Le Tribunal des activités économiques de Lyon, par un jugement du 15 janvier 2026, a prononcé une faillite personnelle de quinze ans à l’encontre d’un dirigeant de fait. Le liquidateur judiciaire avait assigné cet individu pour divers manquements commis dans la gestion de la société en liquidation. Le défendeur, non comparant, s’est vu reprocher sa qualité de dirigeant de fait, le défaut de tenue de comptabilité et la violation d’une interdiction de gérer. La question de droit portait sur la réunion des conditions légales justifiant le prononcé d’une sanction patrimoniale maximale. Le tribunal a répondu par l’affirmative en retenant trois griefs établis.
La caractérisation de la qualité de dirigeant de fait et du défaut de comptabilité.
Le tribunal a d’abord retenu que le défendeur était le dirigeant de fait de la société depuis le 16 février 2022. Il a considéré qu’il était établi que l’intéressé avait accompli des actes positifs de gestion en cette qualité. Cette position confirme que la direction de fait se prouve par un faisceau d’indices concrets et non par un titre formel.

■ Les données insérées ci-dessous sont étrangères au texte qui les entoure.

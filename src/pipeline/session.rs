//! Everything the user is editing, in one place.
//!
//! `Session` owns the track settings, the phrases, the arrangement and the
//! progression lane. All edits go through it so a time signature change can
//! never leave a bar with the wrong number of slots.

use crate::error::ValidationError;
use crate::ids::{InstanceId, ItemId, PhraseId};
use crate::music::{triads_for_scale, Chord, Note, PhrasePreset, ScaleName};

use super::arrangement::{Arrangement, Direction};
use super::phrase::Phrase;
use super::progression::Progression;
use super::track::{TimeSignature, TrackSettings};

#[derive(Clone, Copy, Debug, PartialEq, Eq)]
pub struct SlotRef {
    pub phrase_id: PhraseId,
    pub bar: usize,
    pub slot: usize,
}

#[derive(Clone, Debug, Default)]
pub struct Session {
    track: TrackSettings,
    phrases: Vec<Phrase>,
    selected_phrase: Option<PhraseId>,
    selected_slot: Option<SlotRef>,
    arrangement: Arrangement,
    progression: Progression,
}

fn valid_name<'a>(kind: &'static str, name: &'a str) -> Result<&'a str, ValidationError> {
    let name = name.trim();
    if name.is_empty() {
        return Err(ValidationError::EmptyName(kind));
    }
    Ok(name)
}

impl Session {
    pub fn new(track: TrackSettings) -> Self {
        Self { track, ..Self::default() }
    }

    // -- track --

    pub fn track(&self) -> &TrackSettings {
        &self.track
    }

    pub fn slot_count(&self) -> usize {
        self.track.slot_count()
    }

    pub fn rename_track(&mut self, name: &str) -> Result<(), ValidationError> {
        self.track.rename(name)
    }

    pub fn set_key(&mut self, key: Note) {
        self.track.key = key;
    }

    pub fn set_scale(&mut self, scale: ScaleName) {
        self.track.scale = scale;
    }

    pub fn set_bpm(&mut self, bpm: i64) {
        self.track.set_bpm(bpm);
    }

    pub fn tempo_plus(&mut self) {
        self.track.tempo_plus();
    }

    pub fn tempo_minus(&mut self) {
        self.track.tempo_minus();
    }

    /// Switches the time signature and resizes every bar of every phrase.
    /// A slot selection that no longer exists is dropped.
    pub fn set_time_signature(&mut self, sig: TimeSignature) {
        self.track.time_signature = sig;
        let slots = sig.slots();
        for phrase in &mut self.phrases {
            phrase.resize(slots);
        }
        if self.selected_slot.is_some_and(|s| s.slot >= slots) {
            self.selected_slot = None;
        }
        log::debug!("time signature now {} ({slots} slots per bar)", sig.label());
    }

    /// The seven diatonic chords of the current key and scale.
    pub fn palette(&self) -> [Chord; 7] {
        triads_for_scale(self.track.key, self.track.scale)
    }

    // -- phrases --

    /// Newest first.
    pub fn phrases(&self) -> &[Phrase] {
        &self.phrases
    }

    pub fn phrase(&self, id: PhraseId) -> Option<&Phrase> {
        self.phrases.iter().find(|p| p.id == id)
    }

    fn phrase_mut(&mut self, id: PhraseId) -> Result<&mut Phrase, ValidationError> {
        self.phrases
            .iter_mut()
            .find(|p| p.id == id)
            .ok_or(ValidationError::UnknownPhrase(id))
    }

    pub fn selected_phrase(&self) -> Option<&Phrase> {
        self.selected_phrase.and_then(|id| self.phrase(id))
    }

    pub fn select_phrase(&mut self, id: PhraseId) -> Result<(), ValidationError> {
        if self.phrase(id).is_none() {
            return Err(ValidationError::UnknownPhrase(id));
        }
        self.selected_phrase = Some(id);
        if self.selected_slot.is_some_and(|s| s.phrase_id != id) {
            self.selected_slot = None;
        }
        Ok(())
    }

    /// Adds a phrase with one empty bar at the top of the list and selects it.
    pub fn create_phrase(&mut self, name: &str) -> Result<PhraseId, ValidationError> {
        let name = valid_name("phrase", name)?;
        let phrase = Phrase::new(name, self.slot_count());
        let id = phrase.id;
        self.phrases.insert(0, phrase);
        self.selected_phrase = Some(id);
        self.selected_slot = None;
        log::debug!("created phrase {id} ({name})");
        Ok(id)
    }

    pub fn rename_phrase(&mut self, id: PhraseId, name: &str) -> Result<(), ValidationError> {
        let name = valid_name("phrase", name)?;
        self.phrase_mut(id)?.name = name.to_string();
        Ok(())
    }

    pub fn set_preset(
        &mut self,
        id: PhraseId,
        preset: PhrasePreset,
    ) -> Result<(), ValidationError> {
        self.phrase_mut(id)?.preset = preset;
        Ok(())
    }

    pub fn add_bar(&mut self, id: PhraseId) -> Result<(), ValidationError> {
        let slots = self.slot_count();
        self.phrase_mut(id)?.add_bar(slots);
        Ok(())
    }

    pub fn delete_bar(&mut self, id: PhraseId, bar: usize) -> Result<(), ValidationError> {
        let phrase = self.phrase_mut(id)?;
        let before = phrase.bar_count();
        phrase.delete_bar(bar)?;
        let removed = phrase.bar_count() < before;

        if removed && self.selected_slot.is_some_and(|s| s.phrase_id == id && s.bar >= bar) {
            self.selected_slot = None;
        }
        Ok(())
    }

    /// Places a new instance of `chord`. See [`Phrase`] for where it lands
    /// when `at` is `None`.
    pub fn add_chord(
        &mut self,
        id: PhraseId,
        chord: &Chord,
        at: Option<(usize, usize)>,
    ) -> Result<(usize, usize), ValidationError> {
        let slots = self.slot_count();
        self.phrase_mut(id)?.place(chord.instantiate(), at, slots)
    }

    /// Adds to the selected phrase: into the selected slot if there is one,
    /// else wherever the next free slot is.
    pub fn add_chord_to_selection(&mut self, chord: &Chord) -> Result<SlotRef, ValidationError> {
        let phrase_id = self.selected_phrase.ok_or(ValidationError::NoPhraseSelected)?;
        let at = self
            .selected_slot
            .filter(|s| s.phrase_id == phrase_id)
            .map(|s| (s.bar, s.slot));
        let (bar, slot) = self.add_chord(phrase_id, chord, at)?;
        Ok(SlotRef { phrase_id, bar, slot })
    }

    pub fn delete_chord(
        &mut self,
        id: PhraseId,
        bar: usize,
        slot: usize,
    ) -> Result<(), ValidationError> {
        self.phrase_mut(id)?.delete_chord(bar, slot)?;
        Ok(())
    }

    pub fn selected_slot(&self) -> Option<SlotRef> {
        self.selected_slot
    }

    pub fn select_slot(&mut self, at: SlotRef) -> Result<(), ValidationError> {
        let phrase = self.phrase(at.phrase_id).ok_or(ValidationError::UnknownPhrase(at.phrase_id))?;
        if at.bar >= phrase.bar_count() || at.slot >= self.slot_count() {
            return Err(ValidationError::SlotOutOfRange { bar: at.bar, slot: at.slot });
        }
        self.selected_phrase = Some(at.phrase_id);
        self.selected_slot = Some(at);
        Ok(())
    }

    pub fn clear_slot_selection(&mut self) {
        self.selected_slot = None;
    }

    // -- arrangement --

    pub fn arrangement(&self) -> &Arrangement {
        &self.arrangement
    }

    pub fn append_to_arrangement(
        &mut self,
        phrase_id: PhraseId,
    ) -> Result<ItemId, ValidationError> {
        if self.phrase(phrase_id).is_none() {
            return Err(ValidationError::UnknownPhrase(phrase_id));
        }
        Ok(self.arrangement.append(phrase_id))
    }

    pub fn remove_from_arrangement(&mut self, item: ItemId) -> Result<(), ValidationError> {
        self.arrangement.remove(item)?;
        Ok(())
    }

    pub fn move_arrangement_item(&mut self, index: usize, dir: Direction) -> bool {
        self.arrangement.move_item(index, dir)
    }

    pub fn clear_arrangement(&mut self) {
        self.arrangement.clear();
    }

    // -- progression lane --

    pub fn progression(&self) -> &Progression {
        &self.progression
    }

    pub fn add_to_progression(&mut self, chord: &Chord) -> InstanceId {
        self.progression.append(chord)
    }

    pub fn remove_from_progression(&mut self, id: InstanceId) -> bool {
        self.progression.remove(id)
    }

    pub fn move_in_progression(&mut self, from: usize, to: usize) -> bool {
        self.progression.move_chord(from, to)
    }

    pub fn clear_progression(&mut self) {
        self.progression.clear();
    }
}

Ensuite, le juge a constaté que le dirigeant n’avait remis aucun document comptable au mandataire pour la période postérieure au 6 avril 2021. Le tribunal a estimé que cette abstention caractérisait une carence dans la gestion administrative et comptable de l’entreprise. Ce raisonnement illustre l’appréciation souveraine du juge sur l’absence totale de comptabilité comme manquement grave.

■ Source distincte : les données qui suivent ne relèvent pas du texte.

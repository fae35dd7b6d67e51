// One stereo frame, the unit the mixer renders in
#[derive(Clone, Copy, Debug, Default, PartialEq)]
pub struct StereoFrame {
    pub left: f32,
    pub right: f32,
}

impl StereoFrame {
    pub fn zero() -> Self {
        Self::default()
    }

    // folded down for mono devices
    pub fn mono(self) -> f32 {
        (self.left + self.right) * 0.5
    }
}
pub mod registry;
pub mod sample_loader;

pub use registry::{SampleDef, SampleName, GUITAR_SAMPLES};
pub use sample_loader::{DirSource, MemorySource, SampleSource};
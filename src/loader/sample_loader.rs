use std::collections::HashMap;
use std::path::{Path, PathBuf};

use crate::audio::SampleBuffer;
use crate::error::EngineError;

use super::registry::SampleDef;

/// Where sample bytes come from. The engine only ever asks for a location
/// string out of the registry.
pub trait SampleSource {
    fn fetch(&self, location: &str) -> Result<Vec<u8>, EngineError>;
}

// Reads samples out of a directory on disk
#[derive(Clone, Debug)]
pub struct DirSource {
    root: PathBuf,
}

impl DirSource {
    pub fn new(root: impl Into<PathBuf>) -> Self {
        Self { root: root.into() }
    }

    pub fn root(&self) -> &Path {
        &self.root
    }
}

impl SampleSource for DirSource {
    fn fetch(&self, location: &str) -> Result<Vec<u8>, EngineError> {
        let path = self.root.join(location);
        std::fs::read(&path).map_err(|e| EngineError::Fetch {
            location: path.display().to_string(),
            reason: e.to_string(),
        })
    }
}

// Samples held in memory, keyed by location. Handy for bundled assets and tests.
#[derive(Clone, Debug, Default)]
pub struct MemorySource {
    files: HashMap<String, Vec<u8>>,
}

impl MemorySource {
    pub fn new() -> Self {
        Self::default()
    }

    pub fn insert(&mut self, location: impl Into<String>, bytes: Vec<u8>) {
        self.files.insert(location.into(), bytes);
    }

    pub fn with(mut self, location: impl Into<String>, bytes: Vec<u8>) -> Self {
        self.insert(location, bytes);
        self
    }
}

impl SampleSource for MemorySource {
    fn fetch(&self, location: &str) -> Result<Vec<u8>, EngineError> {
        self.files.get(location).cloned().ok_or_else(|| EngineError::Fetch {
            location: location.to_string(),
            reason: "not found".to_string(),
        })
    }
}

// Fetch + decode one registry entry at the output context's rate
pub fn load(
    source: &dyn SampleSource,
    def: &SampleDef,
    target_rate: u32,
) -> Result<SampleBuffer, EngineError> {
    let bytes = source.fetch(def.location)?;
    SampleBuffer::decode_wav(&bytes, target_rate).map_err(|source| EngineError::Decode {
        location: def.location.to_string(),
        source,
    })
}

#[cfg(test)]
mod tests {
    use super::*;
    use crate::loader::registry::GUITAR_SAMPLES;

    #[test]
    fn missing_file_is_a_fetch_error() {
        let dir = tempfile::tempdir().unwrap();
        let source = DirSource::new(dir.path());
        match load(&source, &GUITAR_SAMPLES[0], 44100) {
            Err(EngineError::Fetch { location, .. }) => assert!(location.ends_with("E2.wav")),
            other => panic!("expected fetch error, got {other:?}"),
        }
    }

    #[test]
    fn bad_bytes_are_a_decode_error() {
        let source = MemorySource::new().with("E2.wav", vec![1, 2, 3, 4]);
        assert!(matches!(
            load(&source, &GUITAR_SAMPLES[0], 44100),
            Err(EngineError::Decode { .. })
        ));
    }

    #[test]
    fn reads_from_directory() {
        let dir = tempfile::tempdir().unwrap();
        let spec = hound::WavSpec {
            channels: 1,
            sample_rate: 44100,
            bits_per_sample: 16,
            sample_format: hound::SampleFormat::Int,
        };
        let mut writer = hound::WavWriter::create(dir.path().join("E2.wav"), spec).unwrap();
        for _ in 0..10 {
            writer.write_sample(0i16).unwrap();
        }
        writer.finalize().unwrap();

        let buf = load(&DirSource::new(dir.path()), &GUITAR_SAMPLES[0], 44100).unwrap();
        assert_eq!(buf.data.len(), 10);
    }
}
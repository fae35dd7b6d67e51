use std::cell::RefCell;
use std::rc::Rc;

use crate::audio_api::{AudioCommand, NoteTrigger};
use crate::error::EngineError;

use super::output::{OutputContext, OutputDevice};

#[derive(Debug, Default)]
struct OfflineState {
    now: f64,
    running: bool,
    opened: usize,
    suspended: usize,
    notes: Vec<NoteTrigger>,
}

/// An output that renders nothing. It keeps a clock you move by hand and a
/// log of every note submitted to it; used when there is no sound card and
/// for driving the engine in tests.
#[derive(Clone, Debug)]
pub struct OfflineDevice {
    sample_rate: u32,
    state: Rc<RefCell<OfflineState>>,
}

/// Read side of an [`OfflineDevice`], kept by whoever handed the device to
/// the engine.
#[derive(Clone, Debug)]
pub struct OfflineHandle {
    state: Rc<RefCell<OfflineState>>,
}

impl OfflineDevice {
    pub fn new(sample_rate: u32) -> Self {
        Self {
            sample_rate,
            state: Rc::new(RefCell::new(OfflineState::default())),
        }
    }

    pub fn handle(&self) -> OfflineHandle {
        OfflineHandle { state: self.state.clone() }
    }
}

impl OutputDevice for OfflineDevice {
    fn open(&self) -> Result<Box<dyn OutputContext>, EngineError> {
        {
            let mut s = self.state.borrow_mut();
            s.opened += 1;
            s.now = 0.0; // every context starts its own clock
            s.running = false;
        }
        Ok(Box::new(OfflineContext {
            sample_rate: self.sample_rate,
            state: self.state.clone(),
        }))
    }
}

impl OfflineHandle {
    pub fn advance(&self, secs: f64) {
        self.state.borrow_mut().now += secs;
    }

    pub fn now(&self) -> f64 {
        self.state.borrow().now
    }

    pub fn is_running(&self) -> bool {
        self.state.borrow().running
    }

    pub fn contexts_opened(&self) -> usize {
        self.state.borrow().opened
    }

    pub fn times_suspended(&self) -> usize {
        self.state.borrow().suspended
    }

    pub fn scheduled(&self) -> Vec<NoteTrigger> {
        self.state.borrow().notes.clone()
    }

    pub fn take_scheduled(&self) -> Vec<NoteTrigger> {
        std::mem::take(&mut self.state.borrow_mut().notes)
    }
}

struct OfflineContext {
    sample_rate: u32,
    state: Rc<RefCell<OfflineState>>,
}

impl OutputContext for OfflineContext {
    fn sample_rate(&self) -> u32 {
        self.sample_rate
    }

    fn current_time(&self) -> f64 {
        self.state.borrow().now
    }

    fn is_running(&self) -> bool {
        self.state.borrow().running
    }

    fn resume(&mut self) -> Result<(), EngineError> {
        self.state.borrow_mut().running = true;
        Ok(())
    }

    fn suspend(&mut self) -> Result<(), EngineError> {
        let mut s = self.state.borrow_mut();
        s.running = false;
        s.suspended += 1;
        Ok(())
    }

    fn submit(&self, cmd: AudioCommand) {
        match cmd {
            AudioCommand::Play(t) => self.state.borrow_mut().notes.push(t),
        }
    }
}

#[cfg(test)]
mod tests {
    use super::*;

    #[test]
    fn each_context_gets_a_fresh_clock() {
        let device = OfflineDevice::new(48000);
        let handle = device.handle();

        let mut ctx = device.open().unwrap();
        assert!(!ctx.is_running());
        ctx.resume().unwrap();
        handle.advance(1.5);
        assert_eq!(ctx.current_time(), 1.5);

        ctx.suspend().unwrap();
        let ctx = device.open().unwrap();
        assert_eq!(ctx.current_time(), 0.0);
        assert_eq!(handle.contexts_opened(), 2);
        assert_eq!(handle.times_suspended(), 1);
    }
}
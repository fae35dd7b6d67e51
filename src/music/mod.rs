pub mod presets;
pub mod theory;

pub use presets::{PhraseEvent, PhrasePreset};
pub use theory::{
    all_triads, chord_to_pitch_triad, triads_for_scale, Chord, ChordInstance, ChordSource, Note,
    Quality, ScaleName,
};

La violation d’une interdiction de gérer et la portée de la sanction.
Le tribunal a également relevé que le défendeur avait exercé une activité de direction malgré une condamnation antérieure à une faillite personnelle de sept ans. Cette interdiction courait jusqu’au 30 juillet 2022, période durant laquelle l’intéressé a agi comme dirigeant de fait. Cette décision rappelle que la violation d’une interdiction de gérer constitue un motif autonome de sanction.

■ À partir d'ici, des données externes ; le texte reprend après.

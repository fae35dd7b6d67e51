//! Key/scale → chord derivation and triad voicing.

use std::fmt;

use serde::{Deserialize, Serialize};

use crate::ids::InstanceId;

pub const PITCH_CLASSES: usize = 12;

/// One of the 12 pitch classes, sharps only.
#[derive(Clone, Copy, Debug, PartialEq, Eq, Hash, Serialize, Deserialize)]
pub enum Note {
    #[serde(rename = "C")]
    C,
    #[serde(rename = "C#")]
    Cs,
    #[serde(rename = "D")]
    D,
    #[serde(rename = "D#")]
    Ds,
    #[serde(rename = "E")]
    E,
    #[serde(rename = "F")]
    F,
    #[serde(rename = "F#")]
    Fs,
    #[serde(rename = "G")]
    G,
    #[serde(rename = "G#")]
    Gs,
    #[serde(rename = "A")]
    A,
    #[serde(rename = "A#")]
    As,
    #[serde(rename = "B")]
    B,
}

impl Note {
    pub const ALL: [Note; PITCH_CLASSES] = [
        Note::C,
        Note::Cs,
        Note::D,
        Note::Ds,
        Note::E,
        Note::F,
        Note::Fs,
        Note::G,
        Note::Gs,
        Note::A,
        Note::As,
        Note::B,
    ];

    pub fn pitch_class(self) -> u8 {
        self as u8
    }

    /// Wraps any integer into 0..12, negatives included.
    pub fn from_pitch_class(pc: i32) -> Note {
        Note::ALL[pc.rem_euclid(PITCH_CLASSES as i32) as usize]
    }

    pub fn name(self) -> &'static str {
        match self {
            Note::C => "C",
            Note::Cs => "C#",
            Note::D => "D",
            Note::Ds => "D#",
            Note::E => "E",
            Note::F => "F",
            Note::Fs => "F#",
            Note::G => "G",
            Note::Gs => "G#",
            Note::A => "A",
            Note::As => "A#",
            Note::B => "B",
        }
    }

    // transposes by semitones, used for key up/down in the ui
    pub fn shifted(self, semitones: i32) -> Note {
        Note::from_pitch_class(self.pitch_class() as i32 + semitones)
    }
}

impl fmt::Display for Note {
    fn fmt(&self, f: &mut fmt::Formatter<'_>) -> fmt::Result {
        f.write_str(self.name())
    }
}

#[derive(Clone, Copy, Debug, PartialEq, Eq, Hash, Serialize, Deserialize)]
pub enum Quality {
    Major,
    Minor,
    Diminished,
}

impl Quality {
    pub const ALL: [Quality; 3] = [Quality::Major, Quality::Minor, Quality::Diminished];

    pub fn suffix(self) -> &'static str {
        match self {
            Quality::Major => "",
            Quality::Minor => "m",
            Quality::Diminished => "°",
        }
    }

    // short tag used inside chord template ids
    fn tag(self) -> &'static str {
        match self {
            Quality::Major => "maj",
            Quality::Minor => "min",
            Quality::Diminished => "dim",
        }
    }

    fn third(self) -> i32 {
        match self {
            Quality::Major => 4,
            Quality::Minor | Quality::Diminished => 3,
        }
    }

    fn fifth(self) -> i32 {
        match self {
            Quality::Major | Quality::Minor => 7,
            Quality::Diminished => 6,
        }
    }
}

#[derive(Clone, Copy, Debug, PartialEq, Eq, Hash, Serialize, Deserialize)]
pub enum ScaleName {
    Major,
    #[serde(rename = "Natural Minor")]
    NaturalMinor,
}

impl ScaleName {
    pub const ALL: [ScaleName; 2] = [ScaleName::Major, ScaleName::NaturalMinor];

    pub fn offsets(self) -> [u8; 7] {
        match self {
            ScaleName::Major => [0, 2, 4, 5, 7, 9, 11],
            ScaleName::NaturalMinor => [0, 2, 3, 5, 7, 8, 10],
        }
    }

    /// Triad quality on each scale degree.
    pub fn qualities(self) -> [Quality; 7] {
        use Quality::*;
        match self {
            ScaleName::Major => [Major, Minor, Minor, Major, Major, Minor, Diminished],
            ScaleName::NaturalMinor => [Minor, Diminished, Major, Minor, Minor, Major, Major],
        }
    }

    pub fn label(self) -> &'static str {
        match self {
            ScaleName::Major => "Major",
            ScaleName::NaturalMinor => "Natural Minor",
        }
    }

    pub fn toggled(self) -> ScaleName {
        match self {
            ScaleName::Major => ScaleName::NaturalMinor,
            ScaleName::NaturalMinor => ScaleName::Major,
        }
    }
}

/// Where a chord template came from: the diatonic palette or the full
/// chromatic set.
#[derive(Clone, Copy, Debug, PartialEq, Eq, Hash)]
pub enum ChordSource {
    Scale,
    All,
}

/// A chord template. Stateless; placing it somewhere goes through
/// [`Chord::instantiate`].
#[derive(Clone, Debug, PartialEq, Eq)]
pub struct Chord {
    pub id: String,
    pub root: Note,
    pub quality: Quality,
    pub label: String,
    pub source: ChordSource,
}

impl Chord {
    pub fn new(root: Note, quality: Quality, source: ChordSource, id: String) -> Self {
        Self {
            id,
            root,
            quality,
            label: format!("{}{}", root.name(), quality.suffix()),
            source,
        }
    }

    pub fn instantiate(&self) -> ChordInstance {
        ChordInstance {
            instance_id: InstanceId::next(),
            chord: self.clone(),
        }
    }
}

/// A chord placed into a phrase slot or the progression lane. The same
/// template can be placed any number of times; each placement gets its own id.
#[derive(Clone, Debug, PartialEq, Eq)]
pub struct ChordInstance {
    pub instance_id: InstanceId,
    pub chord: Chord,
}

pub fn triads_for_scale(root: Note, scale: ScaleName) -> [Chord; 7] {
    let offsets = scale.offsets();
    let qualities = scale.qualities();
    std::array::from_fn(|degree| {
        let note = root.shifted(offsets[degree] as i32);
        let quality = qualities[degree];
        let id = format!("scale-{}-{}-{}", note.name(), quality.tag(), degree);
        Chord::new(note, quality, ChordSource::Scale, id)
    })
}

/// Every root × every quality: C, Cm, C°, C#, C#m, ...
pub fn all_triads() -> Vec<Chord> {
    Note::ALL
        .iter()
        .flat_map(|&root| {
            Quality::ALL.iter().map(move |&quality| {
                let id = format!("all-{}-{}", root.name(), quality.tag());
                Chord::new(root, quality, ChordSource::All, id)
            })
        })
        .collect()
}

/// Root, third and fifth as absolute pitch numbers, with C3 = 48.
pub fn chord_to_pitch_triad(chord: &Chord, octave: i32) -> [i32; 3] {
    let root = 12 * (octave + 1) + chord.root.pitch_class() as i32;
    [root, root + chord.quality.third(), root + chord.quality.fifth()]
}

#[cfg(test)]
mod tests {
    use super::*;

    fn labels(chords: &[Chord]) -> Vec<&str> {
        chords.iter().map(|c| c.label.as_str()).collect()
    }

    #[test]
    fn c_major_diatonic_chords() {
        let chords = triads_for_scale(Note::C, ScaleName::Major);
        assert_eq!(labels(&chords), vec!["C", "Dm", "Em", "F", "G", "Am", "B°"]);
        assert!(chords.iter().all(|c| c.source == ChordSource::Scale));
        assert_eq!(chords[0].id, "scale-C-maj-0");
        assert_eq!(chords[6].id, "scale-B-dim-6");
    }

    #[test]
    fn a_natural_minor_diatonic_chords() {
        let chords = triads_for_scale(Note::A, ScaleName::NaturalMinor);
        assert_eq!(labels(&chords), vec!["Am", "B°", "C", "Dm", "Em", "F", "G"]);
    }

    #[test]
    fn diatonic_chords_for_every_key() {
        for &root in Note::ALL.iter() {
            for &scale in ScaleName::ALL.iter() {
                let chords = triads_for_scale(root, scale);
                assert_eq!(chords.len(), 7);

                // pitch classes climb through one octave, wrapping at most once
                let pcs: Vec<i32> = chords.iter().map(|c| c.root.pitch_class() as i32).collect();
                let mut unwrapped = Vec::new();
                let mut octave = 0;
                for (i, &pc) in pcs.iter().enumerate() {
                    if i > 0 && pc < pcs[i - 1] {
                        octave += 12;
                    }
                    unwrapped.push(pc + octave);
                }
                assert!(unwrapped.windows(2).all(|w| w[0] < w[1]), "{root} {scale:?}: {pcs:?}");
                assert!(unwrapped[6] - unwrapped[0] < 12);

                let qualities: Vec<Quality> = chords.iter().map(|c| c.quality).collect();
                assert_eq!(qualities, scale.qualities().to_vec());
            }
        }
    }

    #[test]
    fn all_triads_order_and_count() {
        let chords = all_triads();
        assert_eq!(chords.len(), 36);
        assert_eq!(labels(&chords[..6]), vec!["C", "Cm", "C°", "C#", "C#m", "C#°"]);
        assert_eq!(chords[35].label, "B°");

        let mut ids: Vec<&str> = chords.iter().map(|c| c.id.as_str()).collect();
        ids.sort();
        ids.dedup();
        assert_eq!(ids.len(), 36);

        for (i, chord) in chords.iter().enumerate() {
            assert_eq!(chord.root, Note::ALL[i / 3]);
            assert_eq!(chord.quality, Quality::ALL[i % 3]);
            assert_eq!(chord.source, ChordSource::All);
        }
    }

    #[test]
    fn pitch_triads() {
        let c = Chord::new(Note::C, Quality::Major, ChordSource::All, "c".into());
        assert_eq!(chord_to_pitch_triad(&c, 3), [48, 52, 55]);

        let am = Chord::new(Note::A, Quality::Minor, ChordSource::All, "am".into());
        assert_eq!(chord_to_pitch_triad(&am, 3), [57, 60, 64]);

        for &root in Note::ALL.iter() {
            let dim = Chord::new(root, Quality::Diminished, ChordSource::All, "d".into());
            let [r, t, f] = chord_to_pitch_triad(&dim, 4);
            assert_eq!(t - r, 3);
            assert_eq!(f - r, 6);
        }
    }

    #[test]
    fn pitch_class_wraps() {
        assert_eq!(Note::from_pitch_class(12), Note::C);
        assert_eq!(Note::from_pitch_class(-1), Note::B);
        assert_eq!(Note::B.shifted(2), Note::Cs);
    }

    #[test]
    fn instances_get_distinct_ids() {
        let chord = all_triads().remove(0);
        let a = chord.instantiate();
        let b = chord.instantiate();
        assert_ne!(a.instance_id, b.instance_id);
        assert_eq!(a.chord, b.chord);
    }
}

Enfin, le tribunal a prononcé une faillite personnelle de quinze ans, sans se prononcer sur les griefs de mauvaise foi ou de déclaration tardive de cessation des paiements. Il a estimé que les trois manquements retenus suffisaient à justifier la mesure maximale. Cette solution affirme la sévérité des juridictions consulaires envers les dirigeants récidivistes ou frappés d’une interdiction.